What the exercise asks ▸
The reply to the records below should contain exactly the lines from the line with "fn ensure_ready(&self) ->" through the line with "in 4-bit mode.", and nothing besides.

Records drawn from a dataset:
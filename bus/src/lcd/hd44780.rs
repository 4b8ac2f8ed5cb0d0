//! HD44780 character display controller.
//!
//! Owns the bus-timing knowledge: the power-up synchronization sequence,
//! 4-bit vs 8-bit transfers, and command/data framing. Everything physical
//! goes through the injected [BusDriver], so the same controller drives local
//! pins or a forwarded stream without knowing which.

use crate::{BusDriver, BusError, BusResult, PinLevel, PinMode};
use log::{trace, warn};

// Commands.
const CMD_CLEAR: u8 = 0b00000001;
const CMD_HOME: u8 = 0b00000010;
const CMD_ENTRY_MODE: u8 = 0b00000100;
const CMD_DISPLAY_CONTROL: u8 = 0b00001000;
const CMD_SHIFT: u8 = 0b00010000;
const CMD_FUNCTION_SET: u8 = 0b00100000;
const CMD_SET_CGRAM_ADDR: u8 = 0b01000000;
const CMD_SET_DDRAM_ADDR: u8 = 0b10000000;

// Entry mode flags.
const ENTRY_INCREMENT: u8 = 0b00000010;
const ENTRY_AUTOSCROLL: u8 = 0b00000001;

// Display control flags.
const CONTROL_DISPLAY_ON: u8 = 0b00000100;
const CONTROL_CURSOR_ON: u8 = 0b00000010;
const CONTROL_BLINK_ON: u8 = 0b00000001;

// Shift flags.
const SHIFT_DISPLAY: u8 = 0b00001000;
const SHIFT_RIGHT: u8 = 0b00000100;

// Function set flags.
const FUNCTION_8BIT: u8 = 0b00010000;
const FUNCTION_2LINE: u8 = 0b00001000;
const FUNCTION_5X10: u8 = 0b00000100;

// The datasheet wants >40 ms after Vcc rises above 2.7 V; the host can be up
// long before the display is, and a host reset does not reset the display.
const POWER_ON_WAIT_US: u16 = 50_000;
// Width-negotiation settle times: >4.1 ms twice, then >100 µs.
const SYNC_WAIT_LONG_US: u16 = 4_500;
const SYNC_WAIT_SHORT_US: u16 = 150;
// Clear and home are slow commands.
const SLOW_COMMAND_WAIT_US: u16 = 2_000;

/// Data line assignment; picking a variant fixes the transfer width for the
/// controller's whole life.
#[derive(Copy, Clone, Debug, Eq, PartialEq)]
pub enum DataPins {
    Four([u16; 4]),
    Eight([u16; 8]),
}

impl DataPins {
    pub fn is_eight_bit(&self) -> bool {
        matches!(self, DataPins::Eight(_))
    }

    fn pins(&self) -> &[u16] {
        match self {
            DataPins::Four(pins) => pins,
            DataPins::Eight(pins) => pins,
        }
    }
}

/// Pin assignment for one display.
///
/// `rw` may be left unwired (the bus is then write-only, saving a pin);
/// `backlight` points at an analog-capable pin when brightness control is
/// wanted.
#[derive(Copy, Clone, Debug, Eq, PartialEq)]
pub struct Pins {
    pub rs: u16,
    pub rw: Option<u16>,
    pub enable: u16,
    pub data: DataPins,
    pub backlight: Option<u16>,
}

/// Character font selection; 5×10 only exists on some one-line displays.
#[derive(Copy, Clone, Debug, Default, Eq, PartialEq)]
pub enum Font {
    #[default]
    Dots5x8,
    Dots5x10,
}

#[derive(Copy, Clone, Debug, Eq, PartialEq)]
pub enum TextDirection {
    LeftToRight,
    RightToLeft,
}

/// One HD44780-class display, parameterized by the bus driver executing its
/// primitive operations.
///
/// The controller must complete [Hd44780::begin] before anything else; every
/// command or data path rejects with [BusError::NotInitialized] until then.
/// Past that point there is no runtime failure signal from the display
/// itself: a miswired or absent controller silently shows garbage. That is a
/// property of the write-only bus, not something this layer can detect.
pub struct Hd44780<D: BusDriver> {
    driver: D,
    pins: Pins,
    row_offsets: [u8; 4],
    lines: u8,
    function: u8,
    control: u8,
    entry_mode: u8,
    initialized: bool,
}

impl<D: BusDriver> Hd44780<D> {
    pub fn new(driver: D, pins: Pins) -> Self {
        let mut function = 0;
        if pins.data.is_eight_bit() {
            function |= FUNCTION_8BIT;
        }
        Hd44780 {
            driver,
            pins,
            row_offsets: [0; 4],
            lines: 1,
            function,
            control: 0,
            entry_mode: 0,
            initialized: false,
        }
    }

    pub fn driver_mut(&mut self) -> &mut D {
        &mut self.driver
    }

    /// Runs the power-up sequence and leaves the display on, cleared, and in
    /// left-to-right entry mode.
    ///
    /// The steps are strictly sequential, each with its minimum settle time:
    /// power-on wait, three width-negotiation writes (recovering bus
    /// synchronization from whatever state the controller was left in), the
    /// final width select, function set, display on, clear, entry mode.
    /// Interrupting the sequence leaves the controller in an undefined
    /// synchronization state, so there is no partial form of this call.
    pub fn begin(&mut self, cols: u8, lines: u8, font: Font) -> BusResult<()> {
        if lines > 1 {
            self.function |= FUNCTION_2LINE;
        }
        self.lines = lines;
        self.row_offsets = [0x00, 0x40, cols, 0x40 + cols];

        // Some one-line displays support a 10-dot-high font.
        if font == Font::Dots5x10 && lines == 1 {
            self.function |= FUNCTION_5X10;
        }

        self.driver.set_pin_mode(self.pins.rs, PinMode::Output)?;
        if let Some(rw) = self.pins.rw {
            self.driver.set_pin_mode(rw, PinMode::Output)?;
        }
        self.driver.set_pin_mode(self.pins.enable, PinMode::Output)?;
        for &pin in self.pins.data.pins() {
            self.driver.set_pin_mode(pin, PinMode::Output)?;
        }
        if let Some(backlight) = self.pins.backlight {
            self.driver.set_pin_mode(backlight, PinMode::Output)?;
        }

        self.driver.delay_us(POWER_ON_WAIT_US)?;

        // Both RS and R/W low to begin commands.
        self.driver.set_pin_level(self.pins.rs, PinLevel::Low)?;
        self.driver.set_pin_level(self.pins.enable, PinLevel::Low)?;
        if let Some(rw) = self.pins.rw {
            self.driver.set_pin_level(rw, PinLevel::Low)?;
        }

        match self.pins.data {
            DataPins::Four(pins) => {
                // The controller wakes in 8-bit mode in an unknown sync
                // state; three 8-bit function-set nibbles resynchronize it,
                // then one more nibble drops it to 4-bit.
                self.write_bits(&pins, 0x03)?;
                self.driver.delay_us(SYNC_WAIT_LONG_US)?;
                self.write_bits(&pins, 0x03)?;
                self.driver.delay_us(SYNC_WAIT_LONG_US)?;
                self.write_bits(&pins, 0x03)?;
                self.driver.delay_us(SYNC_WAIT_SHORT_US)?;
                self.write_bits(&pins, 0x02)?;
            }
            DataPins::Eight(_) => {
                self.raw_command(CMD_FUNCTION_SET | self.function)?;
                self.driver.delay_us(SYNC_WAIT_LONG_US)?;
                self.raw_command(CMD_FUNCTION_SET | self.function)?;
                self.driver.delay_us(SYNC_WAIT_LONG_US)?;
                self.raw_command(CMD_FUNCTION_SET | self.function)?;
                self.driver.delay_us(SYNC_WAIT_SHORT_US)?;
            }
        }

        // Latch width, line count, and font.
        self.raw_command(CMD_FUNCTION_SET | self.function)?;

        self.control = CONTROL_DISPLAY_ON;
        self.raw_command(CMD_DISPLAY_CONTROL | self.control)?;

        self.raw_command(CMD_CLEAR)?;
        self.driver.delay_us(SLOW_COMMAND_WAIT_US)?;

        self.entry_mode = ENTRY_INCREMENT;
        self.raw_command(CMD_ENTRY_MODE | self.entry_mode)?;

        self.initialized = true;
        Ok(())
    }

    /// Sends a command byte.
    pub fn command(&mut self, value: u8) -> BusResult<()> {
        self.ensure_ready()?;
        self.raw_command(value)
    }

    /// Sends a data byte at the current cursor position.
    pub fn write_byte(&mut self, value: u8) -> BusResult<()> {
        self.ensure_ready()?;
        self.send(value, PinLevel::High)
    }

    /// Writes a string, replacing anything outside ASCII with `'?'`.
    pub fn print(&mut self, s: &str) -> BusResult<()> {
        for c in s.chars() {
            if c.is_ascii() {
                self.write_byte(c as u8)?;
            } else {
                warn!("non-ASCII character: {}", c);
                self.write_byte(b'?')?;
            }
        }
        Ok(())
    }

    /// Clears the display and homes the cursor.
    pub fn clear(&mut self) -> BusResult<()> {
        self.command(CMD_CLEAR)?;
        self.driver.delay_us(SLOW_COMMAND_WAIT_US)?;
        Ok(())
    }

    /// Homes the cursor without clearing.
    pub fn home(&mut self) -> BusResult<()> {
        self.command(CMD_HOME)?;
        self.driver.delay_us(SLOW_COMMAND_WAIT_US)?;
        Ok(())
    }

    /// Moves the cursor; the row is clamped to the configured line count.
    pub fn set_cursor(&mut self, col: u8, row: u8) -> BusResult<()> {
        let max_row = (self.row_offsets.len() as u8 - 1).min(self.lines.saturating_sub(1));
        let row = row.min(max_row);
        self.command(CMD_SET_DDRAM_ADDR | (col + self.row_offsets[row as usize]))
    }

    pub fn set_display(&mut self, on: bool) -> BusResult<()> {
        self.set_control_flag(CONTROL_DISPLAY_ON, on)
    }

    pub fn set_cursor_visible(&mut self, on: bool) -> BusResult<()> {
        self.set_control_flag(CONTROL_CURSOR_ON, on)
    }

    pub fn set_blink(&mut self, on: bool) -> BusResult<()> {
        self.set_control_flag(CONTROL_BLINK_ON, on)
    }

    pub fn set_text_direction(&mut self, direction: TextDirection) -> BusResult<()> {
        match direction {
            TextDirection::LeftToRight => self.entry_mode |= ENTRY_INCREMENT,
            TextDirection::RightToLeft => self.entry_mode &= !ENTRY_INCREMENT,
        }
        self.command(CMD_ENTRY_MODE | self.entry_mode)
    }

    pub fn set_autoscroll(&mut self, on: bool) -> BusResult<()> {
        if on {
            self.entry_mode |= ENTRY_AUTOSCROLL;
        } else {
            self.entry_mode &= !ENTRY_AUTOSCROLL;
        }
        self.command(CMD_ENTRY_MODE | self.entry_mode)
    }

    /// Scrolls the whole display one cell left without touching DDRAM.
    pub fn scroll_left(&mut self) -> BusResult<()> {
        self.command(CMD_SHIFT | SHIFT_DISPLAY)
    }

    /// Scrolls the whole display one cell right without touching DDRAM.
    pub fn scroll_right(&mut self) -> BusResult<()> {
        self.command(CMD_SHIFT | SHIFT_DISPLAY | SHIFT_RIGHT)
    }

    /// Defines one of the 8 CGRAM glyphs; `location` wraps into 0–7.
    ///
    /// Leaves the address counter in CGRAM; reposition with
    /// [Hd44780::set_cursor] before writing text.
    pub fn create_char(&mut self, location: u8, glyph: [u8; 8]) -> BusResult<()> {
        let location = location & 0x7;
        self.command(CMD_SET_CGRAM_ADDR | (location << 3))?;
        for row in glyph {
            self.write_byte(row)?;
        }
        Ok(())
    }

    /// Sets backlight intensity (0–100). A no-op when no backlight pin is
    /// wired.
    pub fn set_brightness(&mut self, percent: u8) -> BusResult<()> {
        let Some(backlight) = self.pins.backlight else {
            warn!("brightness with no backlight pin wired");
            return Ok(());
        };
        self.driver.set_brightness(backlight, percent as u16)
    }

    fn ensure_ready(&self) -> BusResult<()> {
        if !self.initialized {
            return Err(BusError::NotInitialized);
        }
        Ok(())
    }

    fn raw_command(&mut self, value: u8) -> BusResult<()> {
        self.send(value, PinLevel::Low)
    }

    fn set_control_flag(&mut self, flag: u8, on: bool) -> BusResult<()> {
        if on {
            self.control |= flag;
        } else {
            self.control &= !flag;
        }
        self.command(CMD_DISPLAY_CONTROL | self.control)
    }

    /// Writes one byte through the active bus width: one latch in 8-bit
    /// mode, high nibble then low nibble in 4-bit mode.
    fn send(&mut self, value: u8, rs: PinLevel) -> BusResult<()> {
        trace!("sending {:08b}, RS {:?}", value, rs);

        self.driver.set_pin_level(self.pins.rs, rs)?;
        if let Some(rw) = self.pins.rw {
            self.driver.set_pin_level(rw, PinLevel::Low)?;
        }

        match self.pins.data {
            DataPins::Eight(pins) => self.write_bits(&pins, value)?,
            DataPins::Four(pins) => {
                self.write_bits(&pins, value >> 4)?;
                self.write_bits(&pins, value & 0x0F)?;
            }
        }
        Ok(())
    }

    /// Puts `value` on the given data lines (LSb first) and latches it with
    /// one enable pulse.
    fn write_bits(&mut self, pins: &[u16], value: u8) -> BusResult<()> {
        for (i, &pin) in pins.iter().enumerate() {
            self.driver
                .set_pin_level(pin, PinLevel::from((value >> i) & 0x01 != 0))?;
        }
        self.driver.pulse_enable(self.pins.enable)
    }
}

Solution to this exercise ▸
    fn ensure_ready(&self) -> BusResult<()> {
        if !self.initialized {
            return Err(BusError::NotInitialized);
        }
        Ok(())
    }

    fn raw_command(&mut self, value: u8) -> BusResult<()> {
        self.send(value, PinLevel::Low)
    }

    fn set_control_flag(&mut self, flag: u8, on: bool) -> BusResult<()> {
        if on {
            self.control |= flag;
        } else {
            self.control &= !flag;
        }
        self.command(CMD_DISPLAY_CONTROL | self.control)
    }

    /// Writes one byte through the active bus width: one latch in 8-bit
    /// mode, high nibble then low nibble in 4-bit mode.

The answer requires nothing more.